As discussed above, although some studies have stratified COVID-19 severity based on protein levels, no protein functions in an isolated manner, and the information obtained from protein quantification alone may not be comprehensive. Besides the abundance, multidimensional information of proteins, including but not limited to protein complexes, protein topology, post translational modifications, etc., are essential to understand the disease biology. In this study, we tried to investigate the aspect of protein complex using several COVID-19 datasets. We performed machine learning based on three previously published datasets [3, 4, 10]. The first was the training dataset, which was the MS data matrix generated using 20 min SWATH [10], containing 331 proteins, and these samples were obtained prior to the onset of disease severity. The second was the test dataset 1, which was the MS data matrix using 35 min TMTpro 16plex DDA proteomics [3], containing 894 proteins. The third was the test dataset 2, a MS data matrix analyzed by 5 min fast flow SWATH [4], containing 229 proteins. Via this way, we evaluated the feasibility to utilize protein context information, including protein complexes, stoichiometric ratios in a complex, protein pathways and degree of protein networks, besides proteins, as key features to classify severe COVID-19 cases. The results showed that protein context could be exploited as integrative biomarkers for the stratification of COVID-19.

Methods

Patients and samples

The training set for this study consisted of 54 sera samples from 40 Chinese patients with COVID-19 (25 non-severe and 15 severe, according to the Chinese Government Diagnosis and Treatment Guideline 5th version), which were quantified using SWATH MS based proteomics [10]. Its performance was subsequently evaluated in two test datasets. One was a TMTpro 16plex dataset from our previous publication [3], containing 21 samples from 21 Chinese patients (6 non-severe and 15 severe). The other was the SWATH data set of 102 sera samples from 31 German patients with COVID-19 [4].

Serum sample collection, peptide preparation, and MS data acquisition

Regarding to the training set, the procedures for serum sample collection, peptides preparation and SWATH acquisition for the training set have been described in our previous study [10]. Briefly, these samples were collected from 40 patients with COVID-19 in stage 1, namely, the nucleic acid positive stage in the first 48 h after admission [10]. Most patients had only one blood test, while some of them had two blood tests as recorded in the medical history. In total, there were 54 sera samples collected from 40 patients.

Regarding to the test sets, the first test set used 35 min TMTpro 16plex proteomics. For each patient, the serum sample was obtained within 48 h after hospital admission [3]. The second test set used 5 min SWATH MS proteomics, and the samples were obtained from early hospitalized patients (nearly 1–2 days after hospital admission) [4]. The details of serum sample collection, peptide preparation and MS data acquisition in the two test sets have been described in the previously published studies [3, 4], respectively.

Three proteomic data sets

The training set consisted of 54 sera samples from 40 Chinese COVID-19 patients, and resulted in a MS data matrix generated using 20 min SWATH, containing 331 proteins and 3474 peptides [10]. The test set 1 included 21 sera samples from 21 Chinese COVID-19 patients [3], and 894 proteins and 7747 peptides were identified from the MS data matrix using 35 min TMTpro 16plex DDA proteomics. The test set 2 contained 102 sera samples from 31 early hospitalized German patients, analyzed by 5 min fast flow SWATH [4], and the resultant data matrix included 229 proteins and 3000 peptides.

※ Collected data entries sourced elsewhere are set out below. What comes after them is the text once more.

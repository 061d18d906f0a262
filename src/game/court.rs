//! Court Geometry and Gameplay Tuning
//!
//! All gameplay constants in one place. Distances are in court units
//! (the court is 8x8); times are in seconds.

use crate::core::vec2::Vec2;

/// Size of the playing field.
pub const COURT: Vec2 = Vec2::new(8.0, 8.0);

/// Player footprint (square side length).
pub const PLAYER_SIZE: f32 = 3.0 / 90.0;

/// Ball footprint (square side length).
pub const BALL_SIZE: f32 = 2.0 / 90.0;

/// Center of the red team's zone (and red spawn point).
pub const RED_ZONE_POSITION: Vec2 = Vec2::new(6.0, 6.75);

/// Center of the blue team's zone (and blue spawn point).
pub const BLUE_ZONE_POSITION: Vec2 = Vec2::new(2.0, 1.25);

/// Full-health zone dimensions; the collidable footprint scales with health.
pub const ZONE_DIMENSIONS: Vec2 = Vec2::new(1.75, 1.0);

/// Base movement speed, units per second.
pub const PLAYER_SPEED: f32 = 1.5;

/// Movement speed multiplier while carrying the ball.
pub const CARRY_SPEED_FACTOR: f32 = 0.8;

/// Scales the carrier's last movement into a carry offset.
pub const CARRY_OFFSET_FACTOR: f32 = 8.0;

/// Smoothing weight of the newly computed carry offset.
pub const OFFSET_SMOOTH_NEW: f32 = 0.4;

/// Smoothing weight of the previous carry offset. Sums to 1 with the above,
/// so the offset converges without a positional pop when direction changes.
pub const OFFSET_SMOOTH_OLD: f32 = 0.6;

/// Stun applied to a carrier whose ball is intercepted, seconds.
pub const STUN_DURATION: f32 = 1.5;

/// Zone health lost per second of ball contact.
pub const ZONE_DEPLETION_RATE: f32 = 0.05;

/// Pause between a zone reaching zero health and the round resetting.
pub const ROUND_COOLDOWN: f32 = 3.0;

/// Cap on the seconds of pass charge that contribute to shot power.
pub const MAX_PASS_CHARGE: f32 = 1.0;

/// Shot speed for an (effectively) uncharged release.
pub const MIN_LAUNCH_POWER: f32 = 1.0;

/// Shot speed gained per second of (capped) charge.
pub const LAUNCH_FACTOR: f32 = 3.0;

/// Velocity multiplier applied each free-flight integration step.
pub const BALL_FRICTION: f32 = 0.98;

/// Below this speed the ball stops outright instead of creeping forever.
pub const BALL_MIN_SPEED: f32 = 0.01;

/// Grace period after shooting during which the shooter cannot re-acquire.
pub const SHOOT_GHOSTING_TIME: f32 = 1.0;

/// Multiplier turning the raw footprints into the collision/clip extent
/// used for ball clamping and ball acquisition.
pub const FOOTPRINT_SCALE: f32 = 3.5;

/// Input vectors at or below this magnitude produce no movement
/// (opposed keys cancel into the dead zone).
pub const MOVE_DEAD_ZONE: f32 = 0.5;

/// Directions shorter than this are treated as degenerate when shooting.
pub const DIRECTION_EPSILON: f32 = 1e-9;

/// Clamp a position into the court, inset by `half_extent` on each axis.
#[inline]
pub fn clamp_to_court(position: Vec2, half_extent: f32) -> Vec2 {
    position.clamp_axes(
        Vec2::new(half_extent, half_extent),
        Vec2::new(COURT.x - half_extent, COURT.y - half_extent),
    )
}

#[cfg(test)]
mod tests {
    use super::*;

    #[test]
    fn test_offset_smoothing_weights_sum_to_one() {
        assert_eq!(OFFSET_SMOOTH_NEW + OFFSET_SMOOTH_OLD, 1.0);
    }

    #[test]
    fn test_clamp_to_court() {
        let half = PLAYER_SIZE / 2.0;

        let inside = Vec2::new(4.0, 4.0);
        assert_eq!(clamp_to_court(inside, half), inside);

        let low = clamp_to_court(Vec2::new(-1.0, 0.0), half);
        assert_eq!(low.x, half);
        assert_eq!(low.y, half);

        let high = clamp_to_court(Vec2::new(9.0, 8.0), half);
        assert_eq!(high.x, COURT.x - half);
        assert_eq!(high.y, COURT.y - half);
    }

    #[test]
    fn test_spawn_points_inside_court() {
        let half = PLAYER_SIZE / 2.0;
        assert_eq!(clamp_to_court(RED_ZONE_POSITION, half), RED_ZONE_POSITION);
        assert_eq!(clamp_to_court(BLUE_ZONE_POSITION, half), BLUE_ZONE_POSITION);
    }
}
//! Network Layer
//!
//! TCP server and the binary wire format for real-time play.
//! This layer is **non-deterministic** - all game logic runs through `game/`.

pub mod framer;
pub mod protocol;
pub mod server;

pub use framer::{InputFramer, SnapshotFramer};
pub use protocol::{
    decode_input, decode_snapshot, encode_input, ProtocolError, Snapshot, SnapshotEncoder,
    SnapshotPlayer,
};
pub use server::{GameServer, ServerConfig, ServerError, ShutdownHandle, DEFAULT_PORT};
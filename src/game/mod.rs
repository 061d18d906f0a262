//! Game Logic Module
//!
//! All simulation code. Owns the authoritative state and never touches the
//! network; the server feeds it inputs and elapsed time, nothing else.
//!
//! ## Module Structure
//!
//! - `court`: court geometry and gameplay tuning constants
//! - `input`: per-player held-key flags
//! - `state`: players, ball, zones, round cooldown
//! - `tick`: the per-tick state transition

pub mod court;
pub mod input;
pub mod state;
pub mod tick;

// Re-export key types
pub use input::InputState;
pub use state::{Ball, GameState, PlayerId, PlayerState, Team};
pub use tick::tick;
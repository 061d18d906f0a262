//! # Zoneball Game Server
//!
//! Authoritative simulation and TCP protocol for Zoneball, a two-team arena
//! game: carry the ball into the enemy zone to shrink it, defend your own.
//!
//! ## Architecture
//!
//! ```text
//! ┌─────────────────────────────────────────────────────────────┐
//! │                     ZONEBALL SERVER                          │
//! ├─────────────────────────────────────────────────────────────┤
//! │  core/           - Math primitives                           │
//! │  └── vec2.rs     - 2D float vector                           │
//! │                                                              │
//! │  game/           - Game logic (authoritative)                │
//! │  ├── court.rs    - Court geometry and tuning constants       │
//! │  ├── input.rs    - Held-key flags and movement axes          │
//! │  ├── state.rs    - Players, ball, zones, round cooldown      │
//! │  └── tick.rs     - Per-tick simulation step                  │
//! │                                                              │
//! │  network/        - Networking (non-deterministic)            │
//! │  ├── protocol.rs - Binary message encode/decode              │
//! │  ├── framer.rs   - Per-connection stream framing             │
//! │  └── server.rs   - TCP server and simulation loop            │
//! └─────────────────────────────────────────────────────────────┘
//! ```
//!
//! ## Authority Model
//!
//! Clients only ever send held-key flags; every gameplay outcome is decided
//! here and published through snapshots. The `game/` modules never touch the
//! network, and the server loop owns the one mutable [`game::GameState`], so
//! there is no cross-task state to guard.

#![warn(missing_docs)]
#![warn(clippy::all)]
#![deny(unsafe_code)]

pub mod core;
pub mod game;
pub mod network;

// Re-export commonly used types
pub use crate::core::vec2::Vec2;
pub use game::input::InputState;
pub use game::state::{Ball, GameState, PlayerId, PlayerState, Team};
pub use network::server::{GameServer, ServerConfig, DEFAULT_PORT};

/// Crate version
pub const VERSION: &str = env!("CARGO_PKG_VERSION");

/// Simulation tick rate (Hz)
pub const TICK_RATE: u32 = 60;
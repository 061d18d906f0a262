//! Protocol Messages
//!
//! Fixed-layout binary wire format between server and client. All multi-byte
//! integers and IEEE-754 floats are big-endian. Each direction has exactly
//! one message shape, distinguished by a leading tag byte; an unknown tag is
//! a protocol violation that kills the connection.
//!
//! ```text
//! input (client -> server), 6 bytes:
//!   tag 'b' | left | right | down | up | space        (nonzero = pressed)
//!
//! snapshot (server -> client), 20 + 10n bytes:
//!   tag 'm' | player count u16 | recipient just-stunned u8 |
//!   red health f32 | blue health f32 | ball x f32 | ball y f32 |
//!   per player: x f32 | y f32 | team u8 | stunned u8
//! ```
//!
//! Everything after the recipient's just-stunned byte is identical for every
//! client, so the server encodes that tail once per tick and stitches a
//! fresh 4-byte prefix on per recipient.

use bytes::{Buf, BufMut, Bytes, BytesMut};

use crate::core::vec2::Vec2;
use crate::game::input::InputState;
use crate::game::state::{GameState, Team};

// =============================================================================
// LAYOUT CONSTANTS
// =============================================================================

/// Tag byte of a client input message.
pub const INPUT_TAG: u8 = b'b';

/// Tag byte of a server snapshot message.
pub const SNAPSHOT_TAG: u8 = b'm';

/// Total size of an input message.
pub const INPUT_MESSAGE_LEN: usize = 6;

/// Snapshot tag byte plus the player count field.
pub const SNAPSHOT_HEADER_LEN: usize = 3;

/// Recipient stun byte, both zone healths, and the ball position.
pub const SNAPSHOT_FIXED_BODY_LEN: usize = 17;

/// Bytes per player entry in a snapshot.
pub const SNAPSHOT_PER_PLAYER_LEN: usize = 10;

/// Total size of a snapshot carrying `player_count` players.
#[inline]
pub const fn snapshot_len(player_count: usize) -> usize {
    SNAPSHOT_HEADER_LEN + SNAPSHOT_FIXED_BODY_LEN + player_count * SNAPSHOT_PER_PLAYER_LEN
}

// =============================================================================
// ERRORS
// =============================================================================

/// A malformed frame. Fatal to the connection it arrived on; the rest of the
/// server keeps running.
#[derive(Debug, Clone, Copy, PartialEq, Eq, thiserror::Error)]
pub enum ProtocolError {
    /// Leading byte did not match any known message tag.
    #[error("unexpected message tag {0:#04x}")]
    UnexpectedTag(u8),

    /// Frame shorter than its declared layout requires.
    #[error("frame truncated: need {needed} bytes, got {got}")]
    Truncated {
        /// Bytes the layout requires.
        needed: usize,
        /// Bytes actually handed over.
        got: usize,
    },
}

// =============================================================================
// INPUT MESSAGE
// =============================================================================

/// Decode a complete 6-byte input frame.
///
/// Pressed-state bytes are compared as nonzero, not as strict booleans;
/// clients historically send key repeat counts here.
pub fn decode_input(frame: &[u8]) -> Result<InputState, ProtocolError> {
    if frame.len() < INPUT_MESSAGE_LEN {
        return Err(ProtocolError::Truncated {
            needed: INPUT_MESSAGE_LEN,
            got: frame.len(),
        });
    }
    if frame[0] != INPUT_TAG {
        return Err(ProtocolError::UnexpectedTag(frame[0]));
    }
    Ok(InputState {
        left: frame[1] != 0,
        right: frame[2] != 0,
        down: frame[3] != 0,
        up: frame[4] != 0,
        space: frame[5] != 0,
    })
}

/// Encode an input frame (the client half of the contract; the server only
/// uses this in tests).
pub fn encode_input(input: &InputState) -> [u8; INPUT_MESSAGE_LEN] {
    [
        INPUT_TAG,
        input.left as u8,
        input.right as u8,
        input.down as u8,
        input.up as u8,
        input.space as u8,
    ]
}

// =============================================================================
// SNAPSHOT MESSAGE
// =============================================================================

/// One player's entry in a snapshot.
#[derive(Debug, Clone, Copy, PartialEq)]
pub struct SnapshotPlayer {
    /// Player position.
    pub position: Vec2,
    /// Player team.
    pub team: Team,
    /// Whether the player is currently stunned.
    pub stunned: bool,
}

/// A decoded snapshot, as the receiving peer sees it.
#[derive(Debug, Clone, PartialEq)]
pub struct Snapshot {
    /// Whether the recipient itself was stunned this tick.
    pub just_stunned: bool,
    /// Red zone health.
    pub red_zone_health: f32,
    /// Blue zone health.
    pub blue_zone_health: f32,
    /// Ball position.
    pub ball_position: Vec2,
    /// All players, in the server's stable roster order.
    pub players: Vec<SnapshotPlayer>,
}

/// Per-tick snapshot encoder.
///
/// Encodes the shared tail once from the authoritative state; each
/// recipient's frame is then the 3-byte header plus its own stun byte plus
/// that tail, copied verbatim.
pub struct SnapshotEncoder {
    player_count: u16,
    shared_tail: Bytes,
}

impl SnapshotEncoder {
    /// Encode the shared portion of this tick's snapshot.
    pub fn from_state(state: &GameState) -> Self {
        let player_count = state.players.len() as u16;

        let mut tail = BytesMut::with_capacity(
            SNAPSHOT_FIXED_BODY_LEN - 1 + state.players.len() * SNAPSHOT_PER_PLAYER_LEN,
        );
        tail.put_f32(state.red_zone_health);
        tail.put_f32(state.blue_zone_health);
        tail.put_f32(state.ball.position.x);
        tail.put_f32(state.ball.position.y);

        for player in state.players.values() {
            tail.put_f32(player.position.x);
            tail.put_f32(player.position.y);
            tail.put_u8(player.team.as_byte());
            tail.put_u8(player.is_stunned() as u8);
        }

        Self {
            player_count,
            shared_tail: tail.freeze(),
        }
    }

    /// Build the complete frame for one recipient.
    pub fn frame_for(&self, just_stunned: bool) -> Bytes {
        let mut frame = BytesMut::with_capacity(4 + self.shared_tail.len());
        frame.put_u8(SNAPSHOT_TAG);
        frame.put_u16(self.player_count);
        frame.put_u8(just_stunned as u8);
        frame.extend_from_slice(&self.shared_tail);
        frame.freeze()
    }

    /// Number of players this snapshot carries.
    pub fn player_count(&self) -> u16 {
        self.player_count
    }
}

/// Decode a complete snapshot frame, header included.
///
/// The caller (the framer) has already sized the frame from the declared
/// player count; the length checks here are the backstop for hand-fed input.
pub fn decode_snapshot(frame: &[u8]) -> Result<Snapshot, ProtocolError> {
    if frame.len() < SNAPSHOT_HEADER_LEN {
        return Err(ProtocolError::Truncated {
            needed: SNAPSHOT_HEADER_LEN,
            got: frame.len(),
        });
    }
    if frame[0] != SNAPSHOT_TAG {
        return Err(ProtocolError::UnexpectedTag(frame[0]));
    }

    let mut buf = &frame[1..];
    let player_count = buf.get_u16() as usize;

    let needed = snapshot_len(player_count);
    if frame.len() < needed {
        return Err(ProtocolError::Truncated {
            needed,
            got: frame.len(),
        });
    }

    let just_stunned = buf.get_u8() != 0;
    let red_zone_health = buf.get_f32();
    let blue_zone_health = buf.get_f32();
    let ball_position = Vec2::new(buf.get_f32(), buf.get_f32());

    let mut players = Vec::with_capacity(player_count);
    for _ in 0..player_count {
        let position = Vec2::new(buf.get_f32(), buf.get_f32());
        let team = Team::from_byte(buf.get_u8());
        let stunned = buf.get_u8() != 0;
        players.push(SnapshotPlayer {
            position,
            team,
            stunned,
        });
    }

    Ok(Snapshot {
        just_stunned,
        red_zone_health,
        blue_zone_health,
        ball_position,
        players,
    })
}

// =============================================================================
// TESTS
// =============================================================================
//! Core primitives shared by the simulation and the wire codec.

pub mod vec2;

pub use vec2::Vec2;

The generation of protein complex, pathways, and stoichiometric ratios

The proteins in the training set of this study were from the dataset of previously published literature [10]. Subsequent features, including complexes, pathways, stoichiometric ratios and network degree, were all generated based on these proteins. Complexes were obtained from CORUM [18] and BioPlex Explorer 3.0 [19] using all proteins in the training cohort. Pathways were acquired by G:profiler (version e99_eg46_p14_f929183, database updated on 07/02/2020) from all proteins in the training cohort. The expression values of complexes and pathways were the sum of the Z-scores of proteins in complexes and pathways. The determination of Z-score was performed using the scale function of R package. In addition, stoichiometric ratios are the ratio of any two proteins in a complex. The values of stoichiometric ratios in a complex are the ratio of the two proteins treated with Z-score.

The generation of network degree

The network degrees, which shows the degree to which one protein is related to another, were also generated based on proteins from dataset published before [10]. The value of a protein’s network degree is the sum of all its edge values. The edges mean the protein–protein expression associations, and the calculation of protein–protein association is based on a reference that calculates gene–gene association [20]. Briefly, the protein–protein association was determined by statistical independence of two proteins. The threshold for significant level was set as 0.01. If the normalized statistic of an equation was greater than the significant level, null hypothesis that proteins x and y are independent to each other were rejected, and the edge for x and y was equal to 1, otherwise it was equal to 0.

The screening of differential features

The differential expression of proteins and other four features between severe cases and non-severe cases was determined using R package Limma (version 3.44) by fitting a linear model. Features with a p value < 0.05 were considered as differential features. It should be noted that although the adjustment of p values based on multiple hypothesis correction can avoid type-1 errors, the risk of introducing type-2 errors is also increased, eliminating some potentially differential proteins. Especially, when the sample size and number of proteins are not too large, there were few differential proteins left after p value adjustment, which was not enough for subsequent random forest machine learning model. Therefore, based on actual situation, multiple hypothesis correction was not performed in this study.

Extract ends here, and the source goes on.